Legal

Privacy Policy

Last updated: March 23, 2026

1. Who We Are

LabLens (lablens.co) is an AI-powered health education service. This Privacy Policy explains how we collect, use, store, and protect your information when you use our Service.

2. Information We Collect

Information you provide

  • Mobile phone number (used for OTP-based authentication)
  • Name and email address (optional, provided during onboarding)
  • Lab report PDFs that you upload
  • Family member names and relations you add to your account

Information collected automatically

  • Device fingerprint (used to prevent free report abuse)
  • IP address (used to prevent free report abuse)
  • Usage data including pages visited and features used
  • Report upload history and analysis results

3. How We Use Your Information

  • To authenticate your identity via phone OTP
  • To process and analyze your uploaded lab reports
  • To store your report history and health trends
  • To deliver analysis results to your email if provided
  • To prevent abuse of the free report offer
  • To improve our AI models using anonymized, aggregated data
  • To communicate service updates, maintenance, or changes
  • To process payments via Razorpay

4. Lab Report Data

We treat your health data with the highest care:

  • Uploaded PDFs are processed in memory and deleted from our servers immediately after analysis
  • Extracted marker data and AI-generated analysis are stored securely in your account
  • Raw PDF files are never stored permanently on our servers
  • Health data is never sold to third parties, advertisers, or insurance companies
  • We do not share your identifiable health data with any third party without your consent
  • Anonymized, aggregated health trends may be used internally to improve the Service

5. Third-Party Services

We use the following third-party services to operate LabLens:

  • Firebase (Google) — authentication, database, and hosting
  • Anthropic Claude — AI analysis of lab reports. Your report data is sent to Anthropic's API for processing. See Anthropic's privacy policy at anthropic.com
  • Razorpay — payment processing. We do not store card or UPI details
  • Resend — transactional email delivery
  • Google Cloud Run — API hosting
  • FingerprintJS — device fingerprinting to prevent free report abuse

Each third party operates under their own privacy policy. We share only the minimum data necessary for each service to function.

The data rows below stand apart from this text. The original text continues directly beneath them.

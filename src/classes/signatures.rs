use crate::classes::class_count;
use crate::digits::Width;

/// Iterator over all canonical signatures of one width, in increasing order.
///
/// Internally, this is an "odometer" over non-decreasing digit sequences: the rightmost digit
/// that can still grow is incremented and every digit after it is reset to the same value.
/// This visits exactly the combinations with repetition of `width` digits.
#[derive(Clone, Debug)]
pub struct CanonicalSignatures {
    digits: Option<Vec<u8>>,
    remaining: u64,
}

impl CanonicalSignatures {
    pub(crate) fn new(width: Width) -> CanonicalSignatures {
        CanonicalSignatures {
            digits: Some(vec![0u8; width.get()]),
            remaining: class_count(width),
        }
    }
}

impl Iterator for CanonicalSignatures {
    type Item = u64;

    fn next(&mut self) -> Option<u64> {
        let digits = self.digits.as_mut()?;
        let value = digits
            .iter()
            .fold(0u64, |value, digit| value * 10 + u64::from(*digit));

        match digits.iter().rposition(|digit| *digit < 9) {
            Some(position) => {
                let next = digits[position] + 1;
                for digit in &mut digits[position..] {
                    *digit = next;
                }
            }
            None => {
                // All nines, this was the last signature.
                self.digits = None;
            }
        }

        self.remaining -= 1;
        Some(value)
    }

    fn size_hint(&self) -> (usize, Option<usize>) {
        let remaining = usize::try_from(self.remaining).unwrap_or(usize::MAX);
        (remaining, Some(remaining))
    }
}

impl ExactSizeIterator for CanonicalSignatures {}
use crate::error::KaprekarResult;
#[cfg(feature = "serde")]
use crate::error::KaprekarError;
#[cfg(feature = "serde")]
use crate::trace::check_shape;
use crate::trace::{TraceConfig, TraceOutcome, Trajectory};
use computation_process::Incomplete::Suspended;
use computation_process::{Completable, ComputationStep};
use log::{debug, trace};
use std::collections::HashMap;

/// Internal state of a trajectory being traced.
///
/// Every visited node is indexed by its position, so detecting a repeat is a single
/// hash lookup per step.
#[derive(Clone, PartialEq, Eq, Debug)]
#[cfg_attr(
    feature = "serde",
    derive(serde::Serialize, serde::Deserialize),
    serde(try_from = "TraceStateParts")
)]
pub struct TraceState {
    seed: u64,
    nodes: Vec<u64>,
    positions: HashMap<u64, usize>,
    steps: usize,
    cycle_start: Option<usize>,
}

/// Unchecked fields of a deserialized [`TraceState`].
#[cfg(feature = "serde")]
#[derive(serde::Deserialize)]
struct TraceStateParts {
    seed: u64,
    nodes: Vec<u64>,
    positions: HashMap<u64, usize>,
    steps: usize,
    cycle_start: Option<usize>,
}

#[cfg(feature = "serde")]
impl TryFrom<TraceStateParts> for TraceState {
    type Error = KaprekarError;

    fn try_from(value: TraceStateParts) -> Result<Self, Self::Error> {
        check_shape(&value.nodes, value.cycle_start)?;
        let indexed = value.positions.len() == value.nodes.len()
            && value
                .nodes
                .iter()
                .enumerate()
                .all(|(index, node)| value.positions.get(node) == Some(&index));
        if !indexed {
            return Err(KaprekarError::MalformedTrajectory {
                reason: "positions do not index the visited nodes",
            });
        }
        Ok(TraceState {
            seed: value.seed,
            nodes: value.nodes,
            positions: value.positions,
            steps: value.steps,
            cycle_start: value.cycle_start,
        })
    }
}

/// Advances a [`TraceState`] by one application of the map.
pub struct TraceStep;

impl TraceState {
    /// Create the initial state for `seed`, validating it against the configured width.
    ///
    /// In signature mode, the trajectory starts at the canonical signature of `seed`.
    pub fn new(config: &TraceConfig, seed: u64) -> KaprekarResult<TraceState> {
        let seed = config.width().check(seed)?;
        let first = config.transformer.node_of(seed, config.node_kind);
        Ok(TraceState {
            seed,
            nodes: vec![first],
            positions: HashMap::from([(first, 0)]),
            steps: 0,
            cycle_start: None,
        })
    }

    /// Number of map applications performed so far.
    pub fn steps(&self) -> usize {
        self.steps
    }

    /// Nodes visited so far (without the repeated node that closes the cycle).
    pub fn nodes(&self) -> &[u64] {
        &self.nodes
    }

    fn closed(&self, config: &TraceConfig, cycle_start: usize) -> TraceOutcome {
        TraceOutcome::Closed(Trajectory {
            width: config.width(),
            kind: config.node_kind,
            nodes: self.nodes.clone(),
            cycle_start,
        })
    }
}

impl ComputationStep<TraceConfig, TraceState, TraceOutcome> for TraceStep {
    fn step(context: &TraceConfig, state: &mut TraceState) -> Completable<TraceOutcome> {
        if let Some(cycle_start) = state.cycle_start {
            return Ok(state.closed(context, cycle_start));
        }

        if state.steps >= context.max_steps {
            debug!(
                "[seed:{}] Trace exhausted after {} steps without a repeat.",
                state.seed, state.steps
            );
            return Ok(TraceOutcome::Exhausted {
                seed: state.seed,
                steps: state.steps,
            });
        }

        // The node list is never empty, it starts with the seed and deserialization
        // rejects empty states.
        let current = state.nodes[state.nodes.len() - 1];
        let next = context.transformer.step(current, context.node_kind);
        state.steps += 1;
        trace!(
            "[seed:{}][step:{}] {} -> {}",
            state.seed,
            state.steps,
            context.width().pad(current),
            context.width().pad(next)
        );

        if let Some(&cycle_start) = state.positions.get(&next) {
            debug!(
                "[seed:{}] Closed cycle of length {} after a tail of {} steps.",
                state.seed,
                state.nodes.len() - cycle_start,
                cycle_start
            );
            state.cycle_start = Some(cycle_start);
            return Ok(state.closed(context, cycle_start));
        }

        state.positions.insert(next, state.nodes.len());
        state.nodes.push(next);
        Err(Suspended)
    }
}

6. Data Storage and Security

  • All data is stored on Google Firebase infrastructure with encryption at rest
  • All data transmission uses HTTPS/TLS encryption
  • Access to user data is restricted to authenticated account holders
  • We do not store passwords — authentication is via OTP only
  • Payment information is handled entirely by Razorpay and never touches our servers
  • Despite our security measures, no system is 100% secure. We cannot guarantee absolute security of your data

7. Data Retention

  • Account data is retained for as long as your account is active
  • Report analysis and marker history is retained indefinitely unless you request deletion
  • Uploaded PDF files are deleted immediately after processing
  • You can request complete account deletion at any time

8. Your Rights

You have the right to:

  • Access all data we hold about you
  • Request correction of inaccurate data
  • Request deletion of your account and all associated data
  • Withdraw consent for optional data uses
  • Receive a copy of your data in a portable format

To exercise any of these rights, email us at govindmh14@gmail.com. We will respond within 30 days.

9. Children's Privacy

LabLens is not intended for use by children under 18. We do not knowingly collect personal data from minors. If you believe a minor has used our Service, contact us and we will delete the data promptly. Parents may create family member profiles for minors within their own account.

10. Cookies and Tracking

  • We use Firebase authentication cookies necessary for account sessions
  • We do not use advertising cookies or third-party tracking pixels
  • Device fingerprinting is used solely to enforce the one-free-report policy
  • We do not serve advertisements and do not allow advertisers to track you

11. Changes to This Policy

We may update this Privacy Policy from time to time. The updated version will be posted on this page with a revised "Last updated" date. For material changes affecting how we handle your health data, we will notify you via email if you have provided one.

12. Contact Us

For privacy-related questions, data requests, or concerns, contact us at:

govindmh14@gmail.com

We aim to respond to all privacy inquiries within 7 business days.